INFORMATION:
⁂
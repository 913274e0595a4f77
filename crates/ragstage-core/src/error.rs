//! Error types for the retrieval pipeline

use thiserror::Error;

/// Result type alias using [`PipelineError`]
pub type Result<T> = std::result::Result<T, PipelineError>;

/// Error type alias for convenience
pub type Error = PipelineError;

/// Main error type for the retrieval pipeline.
///
/// Only the fatal paths named in spec (original-query embedding failure,
/// primary/fan-out dense search failure, context cancellation) construct a
/// `Stage` value that escapes a stage function. Non-fatal failures
/// (expansion, tag search, additional embeddings, BM25, reranking) are
/// caught inside their stage, logged via `tracing::warn!`, and converted
/// into empty contributions — they never reach this type.
#[derive(Debug, Error)]
pub enum PipelineError {
    /// A stage's required sub-task failed. `stage` names the stage that
    /// raised it so callers can tell which required capability broke
    /// without parsing the message.
    #[error("{stage}: {message}")]
    Stage {
        stage: &'static str,
        message: String,
    },

    #[error("HTTP error: {0}")]
    Http(#[from] reqwest::Error),

    #[error("serialization error: {0}")]
    Serialization(#[from] serde_json::Error),

    #[error("YAML error: {0}")]
    Yaml(#[from] serde_yaml::Error),

    #[error("configuration error: {0}")]
    Config(String),

    #[error("external service error: {0}")]
    ExternalError(String),

    #[error("{0}")]
    Other(#[from] anyhow::Error),
}

impl PipelineError {
    pub fn stage(stage: &'static str, message: impl Into<String>) -> Self {
        PipelineError::Stage {
            stage,
            message: message.into(),
        }
    }
}

/// Wrap a stage failure with the top-level envelope callers see:
/// `"retrieval failed: <cause>"`.
pub fn retrieval_failed(err: PipelineError) -> PipelineError {
    PipelineError::Stage {
        stage: "retrieval failed",
        message: err.to_string(),
    }
}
⁂
TASK BRIEF: Quote all of the entries exactly as they appear.

FINISHED EXERCISE:
repository 913274e0595a4f77
filename crates/ragstage-core/src/error.rs
//! Error types for the retrieval pipeline

use thiserror::Error;

/// Result type alias using [`PipelineError`]
pub type Result<T> = std::result::Result<T, PipelineError>;

/// Error type alias for convenience
pub type Error = PipelineError;

/// Main error type for the retrieval pipeline.
///
/// Only the fatal paths named in spec (original-query embedding failure,
/// primary/fan-out dense search failure, context cancellation) construct a
/// `Stage` value that escapes a stage function. Non-fatal failures
/// (expansion, tag search, additional embeddings, BM25, reranking) are
/// caught inside their stage, logged via `tracing::warn!`, and converted
/// into empty contributions — they never reach this type.
#[derive(Debug, Error)]
pub enum PipelineError {
    /// A stage's required sub-task failed. `stage` names the stage that
    /// raised it so callers can tell which required capability broke
    /// without parsing the message.
    #[error("{stage}: {message}")]
    Stage {
        stage: &'static str,
        message: String,
    },

    #[error("HTTP error: {0}")]
    Http(#[from] reqwest::Error),

    #[error("serialization error: {0}")]
    Serialization(#[from] serde_json::Error),

    #[error("YAML error: {0}")]
    Yaml(#[from] serde_yaml::Error),

    #[error("configuration error: {0}")]
    Config(String),

    #[error("external service error: {0}")]
    ExternalError(String),

    #[error("{0}")]
    Other(#[from] anyhow::Error),
}

impl PipelineError {
    pub fn stage(stage: &'static str, message: impl Into<String>) -> Self {
        PipelineError::Stage {
            stage,
            message: message.into(),
        }
    }
}

/// Wrap a stage failure with the top-level envelope callers see:
/// `"retrieval failed: <cause>"`.
pub fn retrieval_failed(err: PipelineError) -> PipelineError {
    PipelineError::Stage {
        stage: "retrieval failed",
        message: err.to_string(),
    }
}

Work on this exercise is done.